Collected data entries
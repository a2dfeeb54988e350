use std::path::{Path, PathBuf};

use anyhow::{Context, Result};
use log::info;
use notify::{RecommendedWatcher, RecursiveMode, Watcher};
use tokio::{sync::mpsc, task::JoinHandle, time::Duration};
use tokio_util::sync::CancellationToken;

use super::loop_worker::debounce_loop;
use super::types::{FileChange, WatcherError};

pub const DEFAULT_DEBOUNCE: Duration = Duration::from_millis(250);

/// Owns the OS watcher for one file and the task that debounces its events.
pub struct ChangeNotifier {
    watcher: Option<RecommendedWatcher>,
    handle: Option<JoinHandle<()>>,
    cancel_token: Option<CancellationToken>,
    debounce: Duration,
}

impl ChangeNotifier {
    pub fn new(debounce: Duration) -> Self {
        Self {
            watcher: None,
            handle: None,
            cancel_token: None,
            debounce,
        }
    }

    pub fn is_watching(&self) -> bool {
        self.handle.is_some()
    }

    /// Start watching `path`.
    ///
    /// The parent directory is watched (non-recursively) so creation and
    /// rotation of the file are seen as well. Debounced changes go to
    /// `changes`; failures reported by the OS watcher after registration go to
    /// `errors`. Must be called from within a tokio runtime.
    pub fn start_watching(
        &mut self,
        path: &Path,
        changes: mpsc::Sender<FileChange>,
        errors: mpsc::UnboundedSender<String>,
    ) -> Result<(), WatcherError> {
        if self.handle.is_some() {
            return Err(WatcherError::AlreadyWatching);
        }

        let target = absolute(path);
        let parent = target
            .parent()
            .map(Path::to_path_buf)
            .unwrap_or_else(|| PathBuf::from("."));
        if !parent.is_dir() {
            return Err(WatcherError::ParentNotFound(parent));
        }

        let (raw_tx, raw_rx) = mpsc::unbounded_channel();
        let mut watcher = notify::recommended_watcher(move |res: notify::Result<notify::Event>| {
            let _ = raw_tx.send(res);
        })?;
        watcher.watch(&parent, RecursiveMode::NonRecursive)?;

        let cancel_token = CancellationToken::new();
        let handle = tokio::spawn(debounce_loop(
            target.clone(),
            self.debounce,
            raw_rx,
            changes,
            errors,
            cancel_token.clone(),
        ));

        info!("Watching {} for changes (debounce {:?})", target.display(), self.debounce);

        self.watcher = Some(watcher);
        self.handle = Some(handle);
        self.cancel_token = Some(cancel_token);
        Ok(())
    }

    pub async fn stop_watching(&mut self) -> Result<()> {
        if let Some(token) = self.cancel_token.take() {
            token.cancel();
        }

        // Dropping the OS watcher closes the raw channel as well.
        self.watcher.take();

        if let Some(handle) = self.handle.take() {
            handle
                .await
                .context("debounce loop task failed to join")
                .map(|_| ())
        } else {
            Ok(())
        }
    }
}

impl Drop for ChangeNotifier {
    fn drop(&mut self) {
        if let Some(token) = self.cancel_token.take() {
            token.cancel();
        }
    }
}

fn absolute(path: &Path) -> PathBuf {
    if path.is_absolute() {
        path.to_path_buf()
    } else {
        std::env::current_dir()
            .map(|cwd| cwd.join(path))
            .unwrap_or_else(|_| path.to_path_buf())
    }
}
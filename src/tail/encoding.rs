use serde::{Deserialize, Serialize};

/// How many leading bytes one-time detection inspects.
pub const SNIFF_BYTES: usize = 4096;

#[derive(Debug, Clone, Copy, Serialize, Deserialize, PartialEq, Eq)]
#[serde(rename_all = "kebab-case")]
pub enum TextEncoding {
    Utf8,
    Utf16Le,
    Utf16Be,
    Latin1,
}

impl Default for TextEncoding {
    fn default() -> Self {
        TextEncoding::Utf8
    }
}

impl TextEncoding {
    pub fn as_str(&self) -> &'static str {
        match self {
            TextEncoding::Utf8 => "utf-8",
            TextEncoding::Utf16Le => "utf-16le",
            TextEncoding::Utf16Be => "utf-16be",
            TextEncoding::Latin1 => "latin1",
        }
    }

    /// Resolve a configured encoding label. Labels are matched case-insensitively.
    pub fn from_label(label: &str) -> Option<Self> {
        match label.trim().to_ascii_lowercase().as_str() {
            "utf-8" | "utf8" => Some(TextEncoding::Utf8),
            "utf-16" | "utf-16le" | "utf16" | "unicode" => Some(TextEncoding::Utf16Le),
            "utf-16be" | "bigendianunicode" => Some(TextEncoding::Utf16Be),
            "latin1" | "latin-1" | "iso-8859-1" | "windows-1252" | "ascii" | "us-ascii" => {
                Some(TextEncoding::Latin1)
            }
            _ => None,
        }
    }

    /// Guess the encoding from a file prefix. Returns `None` for an empty prefix.
    pub fn sniff(prefix: &[u8]) -> Option<Self> {
        if prefix.is_empty() {
            return None;
        }

        if prefix.starts_with(&[0xEF, 0xBB, 0xBF]) {
            return Some(TextEncoding::Utf8);
        }
        if prefix.starts_with(&[0xFF, 0xFE]) {
            return Some(TextEncoding::Utf16Le);
        }
        if prefix.starts_with(&[0xFE, 0xFF]) {
            return Some(TextEncoding::Utf16Be);
        }

        if let Some(utf16) = sniff_utf16_without_bom(prefix) {
            return Some(utf16);
        }

        match std::str::from_utf8(prefix) {
            Ok(_) => Some(TextEncoding::Utf8),
            // A multi-byte sequence cut off by the detection window is still UTF-8.
            Err(err) if err.error_len().is_none() => Some(TextEncoding::Utf8),
            Err(_) => Some(TextEncoding::Latin1),
        }
    }

    /// Length of the byte order mark at the start of `bytes`, if it matches this encoding.
    pub fn bom_len(&self, bytes: &[u8]) -> usize {
        let bom: &[u8] = match self {
            TextEncoding::Utf8 => &[0xEF, 0xBB, 0xBF],
            TextEncoding::Utf16Le => &[0xFF, 0xFE],
            TextEncoding::Utf16Be => &[0xFE, 0xFF],
            TextEncoding::Latin1 => return 0,
        };
        if bytes.starts_with(bom) {
            bom.len()
        } else {
            0
        }
    }

    /// Index just past the last line break in `bytes`, honouring the code unit width.
    pub fn end_of_last_line(&self, bytes: &[u8]) -> Option<usize> {
        match self {
            TextEncoding::Utf8 | TextEncoding::Latin1 => {
                bytes.iter().rposition(|b| *b == b'\n').map(|idx| idx + 1)
            }
            TextEncoding::Utf16Le => last_utf16_break(bytes, [b'\n', 0]),
            TextEncoding::Utf16Be => last_utf16_break(bytes, [0, b'\n']),
        }
    }

    /// Decode lossily; invalid sequences become U+FFFD instead of failing.
    pub fn decode(&self, bytes: &[u8]) -> String {
        match self {
            TextEncoding::Utf8 => String::from_utf8_lossy(bytes).into_owned(),
            TextEncoding::Latin1 => bytes.iter().map(|b| *b as char).collect(),
            TextEncoding::Utf16Le => decode_utf16(bytes, u16::from_le_bytes),
            TextEncoding::Utf16Be => decode_utf16(bytes, u16::from_be_bytes),
        }
    }
}

fn last_utf16_break(bytes: &[u8], unit: [u8; 2]) -> Option<usize> {
    let even_len = bytes.len() - bytes.len() % 2;
    (0..even_len)
        .step_by(2)
        .rev()
        .find(|idx| bytes[*idx..*idx + 2] == unit)
        .map(|idx| idx + 2)
}

fn decode_utf16(bytes: &[u8], to_unit: fn([u8; 2]) -> u16) -> String {
    let units = bytes.chunks_exact(2).map(|pair| to_unit([pair[0], pair[1]]));
    char::decode_utf16(units)
        .map(|c| c.unwrap_or(char::REPLACEMENT_CHARACTER))
        .collect()
}

/// ASCII text stored as UTF-16 has a zero byte in every other position.
fn sniff_utf16_without_bom(prefix: &[u8]) -> Option<TextEncoding> {
    let pairs = prefix.len() / 2;
    if pairs < 2 {
        return None;
    }

    let mut even_zeros = 0usize;
    let mut odd_zeros = 0usize;
    for pair in prefix.chunks_exact(2) {
        if pair[0] == 0 {
            even_zeros += 1;
        }
        if pair[1] == 0 {
            odd_zeros += 1;
        }
    }

    // At least 3/4 of the code units must have a zero high byte.
    if odd_zeros * 4 >= pairs * 3 && even_zeros * 4 < pairs {
        Some(TextEncoding::Utf16Le)
    } else if even_zeros * 4 >= pairs * 3 && odd_zeros * 4 < pairs {
        Some(TextEncoding::Utf16Be)
    } else {
        None
    }
}

#[cfg(test)]
mod tests {
    use super::*;

    fn utf16le(text: &str) -> Vec<u8> {
        text.encode_utf16().flat_map(|u| u.to_le_bytes()).collect()
    }

    #[test]
    fn sniff_detects_boms() {
        assert_eq!(TextEncoding::sniff(&[0xEF, 0xBB, 0xBF, b'a']), Some(TextEncoding::Utf8));
        assert_eq!(TextEncoding::sniff(&[0xFF, 0xFE, b'a', 0]), Some(TextEncoding::Utf16Le));
        assert_eq!(TextEncoding::sniff(&[0xFE, 0xFF, 0, b'a']), Some(TextEncoding::Utf16Be));
    }

    #[test]
    fn sniff_plain_ascii_is_utf8() {
        assert_eq!(TextEncoding::sniff(b"[07/29/2025 - 01:00:00PM] hi\n"), Some(TextEncoding::Utf8));
    }

    #[test]
    fn sniff_invalid_utf8_falls_back_to_latin1() {
        assert_eq!(TextEncoding::sniff(&[b'a', 0xE9, b'b', b'\n']), Some(TextEncoding::Latin1));
    }

    #[test]
    fn sniff_truncated_multibyte_is_utf8() {
        let mut bytes = "caf\u{e9}".as_bytes().to_vec();
        bytes.pop();
        assert_eq!(TextEncoding::sniff(&bytes), Some(TextEncoding::Utf8));
    }

    #[test]
    fn sniff_bomless_utf16() {
        assert_eq!(TextEncoding::sniff(&utf16le("hello world\n")), Some(TextEncoding::Utf16Le));
    }

    #[test]
    fn sniff_empty_is_undecided() {
        assert_eq!(TextEncoding::sniff(&[]), None);
    }

    #[test]
    fn decode_utf16_roundtrips_text() {
        let bytes = utf16le("a\nb\n");
        assert_eq!(TextEncoding::Utf16Le.decode(&bytes), "a\nb\n");
        assert_eq!(TextEncoding::Utf16Le.end_of_last_line(&bytes), Some(bytes.len()));
    }

    #[test]
    fn end_of_last_line_ignores_trailing_fragment() {
        assert_eq!(TextEncoding::Utf8.end_of_last_line(b"one\ntwo"), Some(4));
        assert_eq!(TextEncoding::Utf8.end_of_last_line(b"partial"), None);
    }

    #[test]
    fn labels_resolve_case_insensitively() {
        assert_eq!(TextEncoding::from_label("UTF-8"), Some(TextEncoding::Utf8));
        assert_eq!(TextEncoding::from_label("Windows-1252"), Some(TextEncoding::Latin1));
        assert_eq!(TextEncoding::from_label("ebcdic"), None);
    }
}
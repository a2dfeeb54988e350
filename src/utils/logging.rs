//! Logging macros gated on a module-level `ENABLE_LOGS` flag.
//!
//! Long-running loops (the monitor worker, the debounce loop) define the flag
//! so their lifecycle chatter can be silenced per module without touching
//! `RUST_LOG`:
//! ```ignore
//! const ENABLE_LOGS: bool = true;
//!
//! use crate::{log_error, log_info, log_warn};
//!
//! log_info!("monitoring session {} started", session_id);
//! ```

/// `log::info!` when the calling module's `ENABLE_LOGS` is true.
#[macro_export]
macro_rules! log_info {
    ($($arg:tt)*) => {
        if ENABLE_LOGS {
            log::info!($($arg)*);
        }
    };
}

/// `log::warn!` when the calling module's `ENABLE_LOGS` is true.
#[macro_export]
macro_rules! log_warn {
    ($($arg:tt)*) => {
        if ENABLE_LOGS {
            log::warn!($($arg)*);
        }
    };
}

/// `log::error!` when the calling module's `ENABLE_LOGS` is true.
#[macro_export]
macro_rules! log_error {
    ($($arg:tt)*) => {
        if ENABLE_LOGS {
            log::error!($($arg)*);
        }
    };
}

TO DO:
The answer must be every line of the data that contains the word "take".

SOLVED PROBLEM:
        if let Some(token) = self.cancel_token.take() {
        self.watcher.take();
        if let Some(handle) = self.handle.take() {
        if let Some(token) = self.cancel_token.take() {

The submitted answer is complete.